Material for this exercise:
//! Message envelopes exchanged between replicas.
//!
//! Every channel carries [`Message`] values: a single tuple, a batch of
//! tuples, or a payload-less punctuation that only advances the channel's
//! watermark. Batches keep one `(identifier, timestamp, watermark)` triple
//! per slot in parallel arrays so that slots can be replayed individually on
//! the consumer side.

/// Marker for types that can flow through a pipeline.
///
/// Tuples move by value along channels and are cloned on broadcast edges,
/// so they must be cheap to clone.
pub trait Data: Clone + Send + 'static {}

impl<T: Clone + Send + 'static> Data for T {}

/// A single tuple envelope.
#[derive(Debug, Clone)]
pub struct Single<T> {
    /// User payload.
    pub payload: T,
    /// Sequence number assigned by the producing source replica.
    pub identifier: u64,
    /// Event time in microseconds.
    pub timestamp: u64,
    /// Lower bound on the timestamps of all later envelopes on this channel.
    pub watermark: u64,
}

impl<T> Single<T> {
    /// Creates a new envelope.
    #[must_use]
    pub fn new(payload: T, identifier: u64, timestamp: u64, watermark: u64) -> Self {
        Self {
            payload,
            identifier,
            timestamp,
            watermark,
        }
    }
}

/// A bounded sequence of tuples sharing one envelope.
///
/// Slot metadata lives in parallel arrays; slot watermarks are
/// non-decreasing because the producer's watermark is monotone.
#[derive(Debug, Clone)]
pub struct Batch<T> {
    payloads: Vec<T>,
    identifiers: Vec<u64>,
    timestamps: Vec<u64>,
    watermarks: Vec<u64>,
}

impl<T> Batch<T> {
    /// Creates an empty batch with room for `capacity` slots.
    #[must_use]
    pub fn with_capacity(capacity: usize) -> Self {
        Self {
            payloads: Vec::with_capacity(capacity),
            identifiers: Vec::with_capacity(capacity),
            timestamps: Vec::with_capacity(capacity),
            watermarks: Vec::with_capacity(capacity),
        }
    }

    /// Appends a slot.
    pub fn push(&mut self, payload: T, identifier: u64, timestamp: u64, watermark: u64) {
        debug_assert!(
            self.watermarks.last().map_or(true, |&w| w <= watermark),
            "slot watermarks must be non-decreasing within a batch"
        );
        self.payloads.push(payload);
        self.identifiers.push(identifier);
        self.timestamps.push(timestamp);
        self.watermarks.push(watermark);
    }

    /// Number of occupied slots.
    #[must_use]
    pub fn len(&self) -> usize {
        self.payloads.len()
    }

    /// Returns true when no slot is occupied.
    #[must_use]
    pub fn is_empty(&self) -> bool {
        self.payloads.is_empty()
    }

    /// The batch-level watermark: the watermark of the last slot.
    #[must_use]
    pub fn watermark(&self) -> u64 {
        self.watermarks.last().copied().unwrap_or(0)
    }

    /// Consumes the slots in order, retaining the buffer allocations so the
    /// shell can be recycled.
    pub fn drain(&mut self) -> impl Iterator<Item = Single<T>> + '_ {
        self.payloads
            .drain(..)
            .zip(self.identifiers.drain(..))
            .zip(self.timestamps.drain(..))
            .zip(self.watermarks.drain(..))
            .map(|(((payload, identifier), timestamp), watermark)| Single {
                payload,
                identifier,
                timestamp,
                watermark,
            })
    }

    /// Clears all slots, retaining allocations for reuse.
    pub fn clear(&mut self) {
        self.payloads.clear();
        self.identifiers.clear();
        self.timestamps.clear();
        self.watermarks.clear();
    }
}

/// A message on a channel.
#[derive(Debug, Clone)]
pub enum Message<T> {
    /// One tuple.
    Single(Single<T>),
    /// A batch of tuples.
    Batch(Batch<T>),
    /// A watermark-only advance; carries no payload.
    Punct {
        /// The advanced watermark.
        watermark: u64,
    },
}

impl<T> Message<T> {
    /// The watermark carried by this message.
    #[must_use]
    pub fn watermark(&self) -> u64 {
        match self {
            Self::Single(s) => s.watermark,
            Self::Batch(b) => b.watermark(),
            Self::Punct { watermark } => *watermark,
        }
    }

    /// Returns true for punctuations.
    #[must_use]
    pub fn is_punct(&self) -> bool {
        matches!(self, Self::Punct { .. })
    }
}

#[cfg(test)]
mod tests {
    use super::*;

    #[test]
    fn batch_parallel_arrays() {
        let mut b = Batch::with_capacity(4);
        assert!(b.is_empty());
        b.push("a", 0, 10, 5);
        b.push("b", 1, 20, 15);
        b.push("c", 2, 30, 15);
        assert_eq!(b.len(), 3);
        assert_eq!(b.watermark(), 15);

        let slots: Vec<_> = b.drain().collect();
        assert_eq!(slots.len(), 3);
        assert_eq!(slots[0].payload, "a");
        assert_eq!(slots[0].timestamp, 10);
        assert_eq!(slots[2].identifier, 2);
        assert_eq!(slots[2].watermark, 15);
    }

    #[test]
    fn batch_clear_retains_nothing() {
        let mut b = Batch::with_capacity(2);
        b.push(1u32, 0, 0, 0);
        b.clear();
        assert!(b.is_empty());
        assert_eq!(b.watermark(), 0);
    }

    #[test]
    fn message_watermark() {
        let m: Message<u32> = Message::Punct { watermark: 42 };
        assert!(m.is_punct());
        assert_eq!(m.watermark(), 42);

        let m = Message::Single(Single::new(7u32, 0, 1, 2));
        assert!(!m.is_punct());
        assert_eq!(m.watermark(), 2);
    }
}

Task item:
Retype the listing in full, keeping every word as it appears.

Response for this exercise:
//! Message envelopes exchanged between replicas.
//!
//! Every channel carries [`Message`] values: a single tuple, a batch of
//! tuples, or a payload-less punctuation that only advances the channel's
//! watermark. Batches keep one `(identifier, timestamp, watermark)` triple
//! per slot in parallel arrays so that slots can be replayed individually on
//! the consumer side.

/// Marker for types that can flow through a pipeline.
///
/// Tuples move by value along channels and are cloned on broadcast edges,
/// so they must be cheap to clone.
pub trait Data: Clone + Send + 'static {}

impl<T: Clone + Send + 'static> Data for T {}

/// A single tuple envelope.
#[derive(Debug, Clone)]
pub struct Single<T> {
    /// User payload.
    pub payload: T,
    /// Sequence number assigned by the producing source replica.
    pub identifier: u64,
    /// Event time in microseconds.
    pub timestamp: u64,
    /// Lower bound on the timestamps of all later envelopes on this channel.
    pub watermark: u64,
}

impl<T> Single<T> {
    /// Creates a new envelope.
    #[must_use]
    pub fn new(payload: T, identifier: u64, timestamp: u64, watermark: u64) -> Self {
        Self {
            payload,
            identifier,
            timestamp,
            watermark,
        }
    }
}

/// A bounded sequence of tuples sharing one envelope.
///
/// Slot metadata lives in parallel arrays; slot watermarks are
/// non-decreasing because the producer's watermark is monotone.
#[derive(Debug, Clone)]
pub struct Batch<T> {
    payloads: Vec<T>,
    identifiers: Vec<u64>,
    timestamps: Vec<u64>,
    watermarks: Vec<u64>,
}

impl<T> Batch<T> {
    /// Creates an empty batch with room for `capacity` slots.
    #[must_use]
    pub fn with_capacity(capacity: usize) -> Self {
        Self {
            payloads: Vec::with_capacity(capacity),
            identifiers: Vec::with_capacity(capacity),
            timestamps: Vec::with_capacity(capacity),
            watermarks: Vec::with_capacity(capacity),
        }
    }

    /// Appends a slot.
    pub fn push(&mut self, payload: T, identifier: u64, timestamp: u64, watermark: u64) {
        debug_assert!(
            self.watermarks.last().map_or(true, |&w| w <= watermark),
            "slot watermarks must be non-decreasing within a batch"
        );
        self.payloads.push(payload);
        self.identifiers.push(identifier);
        self.timestamps.push(timestamp);
        self.watermarks.push(watermark);
    }

    /// Number of occupied slots.
    #[must_use]
    pub fn len(&self) -> usize {
        self.payloads.len()
    }

    /// Returns true when no slot is occupied.
    #[must_use]
    pub fn is_empty(&self) -> bool {
        self.payloads.is_empty()
    }

    /// The batch-level watermark: the watermark of the last slot.
    #[must_use]
    pub fn watermark(&self) -> u64 {
        self.watermarks.last().copied().unwrap_or(0)
    }

    /// Consumes the slots in order, retaining the buffer allocations so the
    /// shell can be recycled.
    pub fn drain(&mut self) -> impl Iterator<Item = Single<T>> + '_ {
        self.payloads
            .drain(..)
            .zip(self.identifiers.drain(..))
            .zip(self.timestamps.drain(..))
            .zip(self.watermarks.drain(..))
            .map(|(((payload, identifier), timestamp), watermark)| Single {
                payload,
                identifier,
                timestamp,
                watermark,
            })
    }

    /// Clears all slots, retaining allocations for reuse.
    pub fn clear(&mut self) {
        self.payloads.clear();
        self.identifiers.clear();
        self.timestamps.clear();
        self.watermarks.clear();
    }
}

/// A message on a channel.
#[derive(Debug, Clone)]
pub enum Message<T> {
    /// One tuple.
    Single(Single<T>),
    /// A batch of tuples.
    Batch(Batch<T>),
    /// A watermark-only advance; carries no payload.
    Punct {
        /// The advanced watermark.
        watermark: u64,
    },
}

impl<T> Message<T> {
    /// The watermark carried by this message.
    #[must_use]
    pub fn watermark(&self) -> u64 {
        match self {
            Self::Single(s) => s.watermark,
            Self::Batch(b) => b.watermark(),
            Self::Punct { watermark } => *watermark,
        }
    }

    /// Returns true for punctuations.
    #[must_use]
    pub fn is_punct(&self) -> bool {
        matches!(self, Self::Punct { .. })
    }
}

#[cfg(test)]
mod tests {
    use super::*;

    #[test]
    fn batch_parallel_arrays() {
        let mut b = Batch::with_capacity(4);
        assert!(b.is_empty());
        b.push("a", 0, 10, 5);
        b.push("b", 1, 20, 15);
        b.push("c", 2, 30, 15);
        assert_eq!(b.len(), 3);
        assert_eq!(b.watermark(), 15);

        let slots: Vec<_> = b.drain().collect();
        assert_eq!(slots.len(), 3);
        assert_eq!(slots[0].payload, "a");
        assert_eq!(slots[0].timestamp, 10);
        assert_eq!(slots[2].identifier, 2);
        assert_eq!(slots[2].watermark, 15);
    }

    #[test]
    fn batch_clear_retains_nothing() {
        let mut b = Batch::with_capacity(2);
        b.push(1u32, 0, 0, 0);
        b.clear();
        assert!(b.is_empty());
        assert_eq!(b.watermark(), 0);
    }

    #[test]
    fn message_watermark() {
        let m: Message<u32> = Message::Punct { watermark: 42 };
        assert!(m.is_punct());
        assert_eq!(m.watermark(), 42);

        let m = Message::Single(Single::new(7u32, 0, 1, 2));
        assert!(!m.is_punct());
        assert_eq!(m.watermark(), 2);
    }
}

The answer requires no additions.